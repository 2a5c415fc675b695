//! Priority slots and the bijection from slots to categories.

use serde::{Deserialize, Serialize};
use std::fmt;
use std::str::FromStr;

use crate::error::DomainError;
use crate::reference::{AbilityCategory, AttributeGroup};

/// One of the three priority ranks.
#[derive(Debug, Clone, Copy, PartialEq, Eq, Hash, Serialize, Deserialize)]
#[serde(rename_all = "lowercase")]
pub enum PrioritySlot {
    Primary,
    Secondary,
    Tertiary,
}

impl PrioritySlot {
    pub const ALL: [PrioritySlot; 3] = [Self::Primary, Self::Secondary, Self::Tertiary];

    /// Order in which colliding slots are overwritten while resolving duplicates.
    const REPAIR_ORDER: [PrioritySlot; 3] = [Self::Secondary, Self::Tertiary, Self::Primary];

    /// Base dots above the floor of 1 for an attribute group in this slot.
    pub fn attribute_budget(&self) -> u8 {
        match self {
            Self::Primary => 7,
            Self::Secondary => 5,
            Self::Tertiary => 3,
        }
    }

    /// Base dots for an ability category in this slot.
    pub fn ability_budget(&self) -> u8 {
        match self {
            Self::Primary => 13,
            Self::Secondary => 9,
            Self::Tertiary => 5,
        }
    }

    pub fn as_str(&self) -> &'static str {
        match self {
            Self::Primary => "primary",
            Self::Secondary => "secondary",
            Self::Tertiary => "tertiary",
        }
    }
}

impl fmt::Display for PrioritySlot {
    fn fmt(&self, f: &mut fmt::Formatter<'_>) -> fmt::Result {
        f.write_str(self.as_str())
    }
}

impl FromStr for PrioritySlot {
    type Err = DomainError;

    fn from_str(s: &str) -> Result<Self, Self::Err> {
        match s.trim().to_ascii_lowercase().as_str() {
            "primary" => Ok(Self::Primary),
            "secondary" => Ok(Self::Secondary),
            "tertiary" => Ok(Self::Tertiary),
            other => Err(DomainError::parse(format!("Unknown priority slot: {}", other))),
        }
    }
}

/// A category set ranked by priority (attribute groups or ability categories).
pub trait PriorityCategory: Copy + Eq + fmt::Debug {
    const ALL: [Self; 3];
}

impl PriorityCategory for AttributeGroup {
    const ALL: [Self; 3] = AttributeGroup::ALL;
}

impl PriorityCategory for AbilityCategory {
    const ALL: [Self; 3] = AbilityCategory::ALL;
}

/// Assignment of categories to priority slots.
#[derive(Debug, Clone, Copy, PartialEq, Eq, Serialize, Deserialize)]
pub struct Priorities<C> {
    pub primary: C,
    pub secondary: C,
    pub tertiary: C,
}

impl<C: PriorityCategory> Priorities<C> {
    /// Default ranking: categories in declaration order.
    pub fn in_order() -> Self {
        let [primary, secondary, tertiary] = C::ALL;
        Self {
            primary,
            secondary,
            tertiary,
        }
    }

    pub fn get(&self, slot: PrioritySlot) -> C {
        match slot {
            PrioritySlot::Primary => self.primary,
            PrioritySlot::Secondary => self.secondary,
            PrioritySlot::Tertiary => self.tertiary,
        }
    }

    fn put(&mut self, slot: PrioritySlot, category: C) {
        match slot {
            PrioritySlot::Primary => self.primary = category,
            PrioritySlot::Secondary => self.secondary = category,
            PrioritySlot::Tertiary => self.tertiary = category,
        }
    }

    /// Slot holding `category`. A category missing from a malformed
    /// assignment is treated as tertiary.
    pub fn slot_of(&self, category: C) -> PrioritySlot {
        PrioritySlot::ALL
            .into_iter()
            .find(|slot| self.get(*slot) == category)
            .unwrap_or(PrioritySlot::Tertiary)
    }

    /// Whether the three slots hold three distinct categories.
    pub fn is_permutation(&self) -> bool {
        self.primary != self.secondary
            && self.primary != self.tertiary
            && self.secondary != self.tertiary
    }

    fn occurrences(&self, category: C) -> usize {
        PrioritySlot::ALL
            .into_iter()
            .filter(|slot| self.get(*slot) == category)
            .count()
    }

    fn missing(&self) -> Option<C> {
        C::ALL.into_iter().find(|c| self.occurrences(*c) == 0)
    }

    /// Assignment after putting `category` in `slot` and repairing collisions.
    ///
    /// The slot just set always keeps its choice. Each collision hands the
    /// category absent from the triple to the other colliding slot, trying
    /// secondary before tertiary (primary last).
    pub fn with(&self, slot: PrioritySlot, category: C) -> Self {
        let mut next = *self;
        next.put(slot, category);
        while let Some(missing) = next.missing() {
            let target = PrioritySlot::REPAIR_ORDER
                .into_iter()
                .find(|s| *s != slot && next.occurrences(next.get(*s)) > 1);
            match target {
                Some(target) => next.put(target, missing),
                None => break,
            }
        }
        next
    }
}

impl<C: PriorityCategory> Default for Priorities<C> {
    fn default() -> Self {
        Self::in_order()
    }
}

#[cfg(test)]
mod tests {
    use super::*;
    use AttributeGroup::{Mental, Physical, Social};

    fn attrs(p: AttributeGroup, s: AttributeGroup, t: AttributeGroup) -> Priorities<AttributeGroup> {
        Priorities {
            primary: p,
            secondary: s,
            tertiary: t,
        }
    }

    #[test]
    fn primary_colliding_with_secondary_moves_secondary() {
        let start = attrs(Physical, Social, Mental);
        let next = start.with(PrioritySlot::Primary, Social);
        assert_eq!(next, attrs(Social, Physical, Mental));
    }

    #[test]
    fn primary_colliding_with_tertiary_moves_tertiary() {
        let start = attrs(Physical, Social, Mental);
        let next = start.with(PrioritySlot::Primary, Mental);
        assert_eq!(next, attrs(Mental, Social, Physical));
    }

    #[test]
    fn secondary_colliding_with_tertiary_moves_tertiary() {
        let start = attrs(Physical, Social, Mental);
        let next = start.with(PrioritySlot::Secondary, Mental);
        assert_eq!(next, attrs(Physical, Mental, Social));
    }

    #[test]
    fn tertiary_colliding_with_primary_moves_primary() {
        let start = attrs(Physical, Social, Mental);
        let next = start.with(PrioritySlot::Tertiary, Physical);
        assert_eq!(next, attrs(Mental, Social, Physical));
    }

    #[test]
    fn repairs_fully_degenerate_assignment() {
        let start = attrs(Physical, Physical, Physical);
        let next = start.with(PrioritySlot::Primary, Physical);
        assert!(next.is_permutation());
        assert_eq!(next.primary, Physical);
    }

    #[test]
    fn every_single_assignment_yields_a_permutation() {
        let start = attrs(Physical, Social, Mental);
        for slot in PrioritySlot::ALL {
            for category in AttributeGroup::ALL {
                let next = start.with(slot, category);
                assert!(next.is_permutation(), "{:?} -> {:?}", slot, category);
                assert_eq!(next.get(slot), category);
            }
        }
    }

    #[test]
    fn budgets_by_slot() {
        assert_eq!(PrioritySlot::Primary.attribute_budget(), 7);
        assert_eq!(PrioritySlot::Tertiary.attribute_budget(), 3);
        assert_eq!(PrioritySlot::Secondary.ability_budget(), 9);
        assert_eq!(PrioritySlot::Tertiary.ability_budget(), 5);
    }

    #[test]
    fn slot_of_finds_category() {
        let p = Priorities::<AbilityCategory>::default();
        assert_eq!(p.slot_of(AbilityCategory::Skills), PrioritySlot::Secondary);
    }
}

* Instructions to follow:
From the first line to the last, restate the data above exactly.

* Response below:
repository 2a5c415fc675b695
//! Priority slots and the bijection from slots to categories.

use serde::{Deserialize, Serialize};
use std::fmt;
use std::str::FromStr;

use crate::error::DomainError;
use crate::reference::{AbilityCategory, AttributeGroup};

/// One of the three priority ranks.
#[derive(Debug, Clone, Copy, PartialEq, Eq, Hash, Serialize, Deserialize)]
#[serde(rename_all = "lowercase")]
pub enum PrioritySlot {
    Primary,
    Secondary,
    Tertiary,
}

impl PrioritySlot {
    pub const ALL: [PrioritySlot; 3] = [Self::Primary, Self::Secondary, Self::Tertiary];

    /// Order in which colliding slots are overwritten while resolving duplicates.
    const REPAIR_ORDER: [PrioritySlot; 3] = [Self::Secondary, Self::Tertiary, Self::Primary];

    /// Base dots above the floor of 1 for an attribute group in this slot.
    pub fn attribute_budget(&self) -> u8 {
        match self {
            Self::Primary => 7,
            Self::Secondary => 5,
            Self::Tertiary => 3,
        }
    }

    /// Base dots for an ability category in this slot.
    pub fn ability_budget(&self) -> u8 {
        match self {
            Self::Primary => 13,
            Self::Secondary => 9,
            Self::Tertiary => 5,
        }
    }

    pub fn as_str(&self) -> &'static str {
        match self {
            Self::Primary => "primary",
            Self::Secondary => "secondary",
            Self::Tertiary => "tertiary",
        }
    }
}

impl fmt::Display for PrioritySlot {
    fn fmt(&self, f: &mut fmt::Formatter<'_>) -> fmt::Result {
        f.write_str(self.as_str())
    }
}

impl FromStr for PrioritySlot {
    type Err = DomainError;

    fn from_str(s: &str) -> Result<Self, Self::Err> {
        match s.trim().to_ascii_lowercase().as_str() {
            "primary" => Ok(Self::Primary),
            "secondary" => Ok(Self::Secondary),
            "tertiary" => Ok(Self::Tertiary),
            other => Err(DomainError::parse(format!("Unknown priority slot: {}", other))),
        }
    }
}

/// A category set ranked by priority (attribute groups or ability categories).
pub trait PriorityCategory: Copy + Eq + fmt::Debug {
    const ALL: [Self; 3];
}

impl PriorityCategory for AttributeGroup {
    const ALL: [Self; 3] = AttributeGroup::ALL;
}

impl PriorityCategory for AbilityCategory {
    const ALL: [Self; 3] = AbilityCategory::ALL;
}

/// Assignment of categories to priority slots.
#[derive(Debug, Clone, Copy, PartialEq, Eq, Serialize, Deserialize)]
pub struct Priorities<C> {
    pub primary: C,
    pub secondary: C,
    pub tertiary: C,
}

impl<C: PriorityCategory> Priorities<C> {
    /// Default ranking: categories in declaration order.
    pub fn in_order() -> Self {
        let [primary, secondary, tertiary] = C::ALL;
        Self {
            primary,
            secondary,
            tertiary,
        }
    }

    pub fn get(&self, slot: PrioritySlot) -> C {
        match slot {
            PrioritySlot::Primary => self.primary,
            PrioritySlot::Secondary => self.secondary,
            PrioritySlot::Tertiary => self.tertiary,
        }
    }

    fn put(&mut self, slot: PrioritySlot, category: C) {
        match slot {
            PrioritySlot::Primary => self.primary = category,
            PrioritySlot::Secondary => self.secondary = category,
            PrioritySlot::Tertiary => self.tertiary = category,
        }
    }

    /// Slot holding `category`. A category missing from a malformed
    /// assignment is treated as tertiary.
    pub fn slot_of(&self, category: C) -> PrioritySlot {
        PrioritySlot::ALL
            .into_iter()
            .find(|slot| self.get(*slot) == category)
            .unwrap_or(PrioritySlot::Tertiary)
    }

    /// Whether the three slots hold three distinct categories.
    pub fn is_permutation(&self) -> bool {
        self.primary != self.secondary
            && self.primary != self.tertiary
            && self.secondary != self.tertiary
    }

    fn occurrences(&self, category: C) -> usize {
        PrioritySlot::ALL
            .into_iter()
            .filter(|slot| self.get(*slot) == category)
            .count()
    }

    fn missing(&self) -> Option<C> {
        C::ALL.into_iter().find(|c| self.occurrences(*c) == 0)
    }

    /// Assignment after putting `category` in `slot` and repairing collisions.
    ///
    /// The slot just set always keeps its choice. Each collision hands the
    /// category absent from the triple to the other colliding slot, trying
    /// secondary before tertiary (primary last).
    pub fn with(&self, slot: PrioritySlot, category: C) -> Self {
        let mut next = *self;
        next.put(slot, category);
        while let Some(missing) = next.missing() {
            let target = PrioritySlot::REPAIR_ORDER
                .into_iter()
                .find(|s| *s != slot && next.occurrences(next.get(*s)) > 1);
            match target {
                Some(target) => next.put(target, missing),
                None => break,
            }
        }
        next
    }
}

impl<C: PriorityCategory> Default for Priorities<C> {
    fn default() -> Self {
        Self::in_order()
    }
}

#[cfg(test)]
mod tests {
    use super::*;
    use AttributeGroup::{Mental, Physical, Social};

    fn attrs(p: AttributeGroup, s: AttributeGroup, t: AttributeGroup) -> Priorities<AttributeGroup> {
        Priorities {
            primary: p,
            secondary: s,
            tertiary: t,
        }
    }

    #[test]
    fn primary_colliding_with_secondary_moves_secondary() {
        let start = attrs(Physical, Social, Mental);
        let next = start.with(PrioritySlot::Primary, Social);
        assert_eq!(next, attrs(Social, Physical, Mental));
    }

    #[test]
    fn primary_colliding_with_tertiary_moves_tertiary() {
        let start = attrs(Physical, Social, Mental);
        let next = start.with(PrioritySlot::Primary, Mental);
        assert_eq!(next, attrs(Mental, Social, Physical));
    }

    #[test]
    fn secondary_colliding_with_tertiary_moves_tertiary() {
        let start = attrs(Physical, Social, Mental);
        let next = start.with(PrioritySlot::Secondary, Mental);
        assert_eq!(next, attrs(Physical, Mental, Social));
    }

    #[test]
    fn tertiary_colliding_with_primary_moves_primary() {
        let start = attrs(Physical, Social, Mental);
        let next = start.with(PrioritySlot::Tertiary, Physical);
        assert_eq!(next, attrs(Mental, Social, Physical));
    }

    #[test]
    fn repairs_fully_degenerate_assignment() {
        let start = attrs(Physical, Physical, Physical);
        let next = start.with(PrioritySlot::Primary, Physical);
        assert!(next.is_permutation());
        assert_eq!(next.primary, Physical);
    }

    #[test]
    fn every_single_assignment_yields_a_permutation() {
        let start = attrs(Physical, Social, Mental);
        for slot in PrioritySlot::ALL {
            for category in AttributeGroup::ALL {
                let next = start.with(slot, category);
                assert!(next.is_permutation(), "{:?} -> {:?}", slot, category);
                assert_eq!(next.get(slot), category);
            }
        }
    }

    #[test]
    fn budgets_by_slot() {
        assert_eq!(PrioritySlot::Primary.attribute_budget(), 7);
        assert_eq!(PrioritySlot::Tertiary.attribute_budget(), 3);
        assert_eq!(PrioritySlot::Secondary.ability_budget(), 9);
        assert_eq!(PrioritySlot::Tertiary.ability_budget(), 5);
    }

    #[test]
    fn slot_of_finds_category() {
        let p = Priorities::<AbilityCategory>::default();
        assert_eq!(p.slot_of(AbilityCategory::Skills), PrioritySlot::Secondary);
    }
}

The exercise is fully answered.